There is one transform that breaks this default: Currency Convert fetches live exchange rates from frankfurter.dev. The rates come back as numbers — your row data does not leave the browser — but the network request itself is observable. Currency Convert displays a privacy badge in its node header and on its docs page so you know.

If a future transform sends data externally, it will be marked the same way. The privacyPolicy field on every transform is the source of truth for what crosses the network boundary.

A flow runs as a streaming pipeline. The Input node reads rows and pushes them downstream. Each transform takes rows from its upstream and yields rows to its downstream. The Output node collects rows into a file and offers it for download.

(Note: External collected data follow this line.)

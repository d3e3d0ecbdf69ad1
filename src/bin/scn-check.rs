//! scn-check - Check the key terms and bibliography links of an SCn-TeX chapter.

use std::fmt;
use std::path::{self, PathBuf};
use std::process;

use clap::Parser;
use colored::Colorize;

use scn_biblio::{check_chapter, logging, CheckError, CheckReport};

// ---------------------------------------------------------------------------
// CLI definition
// ---------------------------------------------------------------------------

/// Check that chapter key terms are in the glossary and bibliography links
/// are in the bibliography
#[derive(Parser)]
#[command(name = "scn-check")]
#[command(version)]
#[command(after_help = "\
Examples:
  scn-check chapter.tex -g glossary.tex -b bibliography.tex
  scn-check chapter.tex -b bibliography.tex --json")]
struct Cli {
    /// Chapter TeX file to check
    file: PathBuf,

    /// Glossary TeX file
    #[arg(short = 'g', long = "glossary_file", visible_alias = "glossary-file")]
    glossary: Option<PathBuf>,

    /// Bibliography TeX file to check
    #[arg(short = 'b', long = "biblio_file", visible_alias = "biblio-file")]
    biblio: Option<PathBuf>,

    /// Print the report as JSON
    #[arg(long)]
    json: bool,

    /// Exit with status 1 when a check fails
    #[arg(long)]
    strict: bool,
}

// ---------------------------------------------------------------------------
// AppError — semantic exit codes
// ---------------------------------------------------------------------------

enum AppError {
    /// Exit 1 — checks failed under --strict
    ChecksFailed,
    /// Exit 10 — chapter file not found / unreadable
    InputFile(String),
    /// Exit 11 — glossary file not found / unreadable
    GlossaryFile(String),
    /// Exit 12 — bibliography file not found / unreadable
    BiblioFile(String),
    /// Exit 16 — report cannot be serialized
    Report(String),
}

impl AppError {
    fn exit_code(&self) -> i32 {
        match self {
            AppError::ChecksFailed => 1,
            AppError::InputFile(_) => 10,
            AppError::GlossaryFile(_) => 11,
            AppError::BiblioFile(_) => 12,
            AppError::Report(_) => 16,
        }
    }
}

impl fmt::Display for AppError {
    fn fmt(&self, f: &mut fmt::Formatter<'_>) -> fmt::Result {
        match self {
            AppError::ChecksFailed => write!(f, "chapter checks failed"),
            AppError::InputFile(msg) => {
                write!(f, "{}\n  hint: verify the file path is correct", msg)
            }
            AppError::GlossaryFile(msg) => {
                write!(f, "{}\n  hint: pass the glossary with -g <file>", msg)
            }
            AppError::BiblioFile(msg) => {
                write!(f, "{}\n  hint: pass the bibliography with -b <file>", msg)
            }
            AppError::Report(msg) => write!(f, "{}", msg),
        }
    }
}

impl From<CheckError> for AppError {
    fn from(e: CheckError) -> Self {
        match e {
            CheckError::Chapter { .. } => AppError::InputFile(e.to_string()),
            CheckError::Glossary(_) => AppError::GlossaryFile(e.to_string()),
            CheckError::Bibliography(_) => AppError::BiblioFile(e.to_string()),
        }
    }
}

// ---------------------------------------------------------------------------
// Entry point
// ---------------------------------------------------------------------------

fn main() {
    logging::init();

    if let Err(e) = run() {
        eprintln!("Error: {}", e);
        process::exit(e.exit_code());
    }
}

fn run() -> Result<(), AppError> {
    let cli = Cli::parse();

    let file = absolute(cli.file);
    let glossary = cli.glossary.map(absolute);
    let biblio = cli.biblio.map(absolute);

    let report = check_chapter(&file, glossary.as_deref(), biblio.as_deref())?;

    if cli.json {
        let json = serde_json::to_string_pretty(&report)
            .map_err(|e| AppError::Report(format!("failed to serialize report: {}", e)))?;
        println!("{}", json);
    } else {
        print_report(&report);
    }

    if cli.strict && !report.passed() {
        return Err(AppError::ChecksFailed);
    }
    Ok(())
}

fn absolute(path: PathBuf) -> PathBuf {
    path::absolute(&path).unwrap_or(path)
}

fn print_report(report: &CheckReport) {
    println!("\nCheck {}", report.file.display());
    println!("Chapter: {}", report.chapter);

    let result = if report.passed() {
        "Passed".green()
    } else {
        "Error".red()
    };
    println!("----------\nChecks result: {}", result);

    print_list("Need to add terms to glossary: ", &report.terms_to_fix);
    print_list(
        "Need to add biblio links to bibliography: ",
        &report.biblio_links_to_fix,
    );
    if !report.passed() {
        print_list("Please contact these authors to apply fixes: ", &report.authors);
    }
}

fn print_list(title: &str, items: &[String]) {
    if items.is_empty() {
        return;
    }
    println!("{}", title);
    for item in items {
        println!("- {}", item);
    }
}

Most transforms are streaming — they process one row at a time and don’t hold the dataset in memory. Filter Rows, Add Column, Rename Columns, Type Coercion are all streaming. They handle very large files comfortably.

Some transforms need the full dataset before they can produce output:

  • Sort Rows must see every row before it can decide the order.
  • Group By and Pivot must aggregate across the whole dataset.
  • Deduplicate must compare every row against every other row.

Full-dataset transforms buffer rows in memory. They work, but they’re more sensitive to large inputs — the Working with Large Files guide walks through how to structure a flow to keep them efficient.

When you change a node’s config, FileBender re-runs the flow from that node downstream. The data preview underneath each node updates as soon as execution finishes.